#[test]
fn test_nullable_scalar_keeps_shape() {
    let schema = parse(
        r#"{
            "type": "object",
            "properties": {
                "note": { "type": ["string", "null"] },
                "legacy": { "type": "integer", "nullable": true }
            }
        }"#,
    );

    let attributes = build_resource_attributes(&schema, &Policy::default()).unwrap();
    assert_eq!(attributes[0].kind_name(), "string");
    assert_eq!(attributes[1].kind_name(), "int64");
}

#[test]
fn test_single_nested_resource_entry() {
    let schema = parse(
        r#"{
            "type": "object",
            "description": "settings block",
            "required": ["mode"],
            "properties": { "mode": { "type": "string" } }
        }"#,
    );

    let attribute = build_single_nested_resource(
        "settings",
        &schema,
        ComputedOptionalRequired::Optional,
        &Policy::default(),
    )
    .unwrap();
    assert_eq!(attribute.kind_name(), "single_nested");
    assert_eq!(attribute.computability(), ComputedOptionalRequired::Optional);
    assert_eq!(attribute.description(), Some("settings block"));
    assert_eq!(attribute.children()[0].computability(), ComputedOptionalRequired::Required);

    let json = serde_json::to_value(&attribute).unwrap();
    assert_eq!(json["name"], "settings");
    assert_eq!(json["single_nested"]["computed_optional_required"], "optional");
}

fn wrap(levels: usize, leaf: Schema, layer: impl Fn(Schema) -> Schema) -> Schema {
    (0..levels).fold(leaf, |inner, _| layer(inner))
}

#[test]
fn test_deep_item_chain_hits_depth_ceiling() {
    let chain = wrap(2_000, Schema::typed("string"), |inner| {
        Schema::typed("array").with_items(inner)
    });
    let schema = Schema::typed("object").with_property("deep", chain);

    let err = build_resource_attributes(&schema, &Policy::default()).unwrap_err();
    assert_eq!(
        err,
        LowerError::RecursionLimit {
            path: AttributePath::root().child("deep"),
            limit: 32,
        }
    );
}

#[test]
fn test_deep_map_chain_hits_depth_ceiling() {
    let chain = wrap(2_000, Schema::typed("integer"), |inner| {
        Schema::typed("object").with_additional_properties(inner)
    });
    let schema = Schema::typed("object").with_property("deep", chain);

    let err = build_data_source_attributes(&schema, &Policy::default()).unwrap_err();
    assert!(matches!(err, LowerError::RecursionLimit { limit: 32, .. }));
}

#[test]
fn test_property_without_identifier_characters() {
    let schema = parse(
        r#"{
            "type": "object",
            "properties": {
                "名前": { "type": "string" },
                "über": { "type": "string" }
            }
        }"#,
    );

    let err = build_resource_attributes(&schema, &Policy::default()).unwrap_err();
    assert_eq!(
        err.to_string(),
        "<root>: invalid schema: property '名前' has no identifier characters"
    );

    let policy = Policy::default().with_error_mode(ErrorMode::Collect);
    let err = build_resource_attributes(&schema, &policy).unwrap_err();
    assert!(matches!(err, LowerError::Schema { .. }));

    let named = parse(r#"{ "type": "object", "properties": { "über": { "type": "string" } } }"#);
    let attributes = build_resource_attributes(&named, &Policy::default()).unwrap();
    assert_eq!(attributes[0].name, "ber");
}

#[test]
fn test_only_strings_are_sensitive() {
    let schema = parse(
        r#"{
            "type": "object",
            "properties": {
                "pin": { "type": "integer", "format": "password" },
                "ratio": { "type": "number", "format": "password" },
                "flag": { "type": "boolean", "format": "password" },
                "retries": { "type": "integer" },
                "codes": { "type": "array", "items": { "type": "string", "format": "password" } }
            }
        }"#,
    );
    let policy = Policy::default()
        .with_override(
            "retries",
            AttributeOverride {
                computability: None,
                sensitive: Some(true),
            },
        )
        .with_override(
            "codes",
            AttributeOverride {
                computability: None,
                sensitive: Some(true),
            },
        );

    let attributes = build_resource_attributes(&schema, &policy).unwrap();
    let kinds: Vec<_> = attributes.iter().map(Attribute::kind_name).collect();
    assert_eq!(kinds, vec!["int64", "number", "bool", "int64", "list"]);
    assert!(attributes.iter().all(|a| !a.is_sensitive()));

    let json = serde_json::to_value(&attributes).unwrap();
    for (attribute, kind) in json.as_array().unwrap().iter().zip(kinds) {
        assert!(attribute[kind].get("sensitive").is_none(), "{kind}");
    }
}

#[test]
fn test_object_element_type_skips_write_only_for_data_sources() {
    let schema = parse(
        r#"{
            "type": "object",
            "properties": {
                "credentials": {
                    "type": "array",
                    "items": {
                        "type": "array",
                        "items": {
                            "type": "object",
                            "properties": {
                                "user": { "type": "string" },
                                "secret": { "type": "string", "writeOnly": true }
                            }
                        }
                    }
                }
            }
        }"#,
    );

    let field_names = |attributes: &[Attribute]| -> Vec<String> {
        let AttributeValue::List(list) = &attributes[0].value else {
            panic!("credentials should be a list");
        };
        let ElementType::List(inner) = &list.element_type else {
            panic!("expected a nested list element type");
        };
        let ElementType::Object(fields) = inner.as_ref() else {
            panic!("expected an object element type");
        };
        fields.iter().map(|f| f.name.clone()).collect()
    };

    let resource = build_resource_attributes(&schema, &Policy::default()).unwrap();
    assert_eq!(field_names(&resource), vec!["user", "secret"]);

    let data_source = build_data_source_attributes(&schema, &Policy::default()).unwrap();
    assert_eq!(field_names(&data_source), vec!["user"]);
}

*Task to complete*:
Look through the entries above, and wherever a line holds the word "ElementType", copy it.

*Exercise response*:
        let ElementType::List(inner) = &list.element_type else {
        let ElementType::Object(fields) = inner.as_ref() else {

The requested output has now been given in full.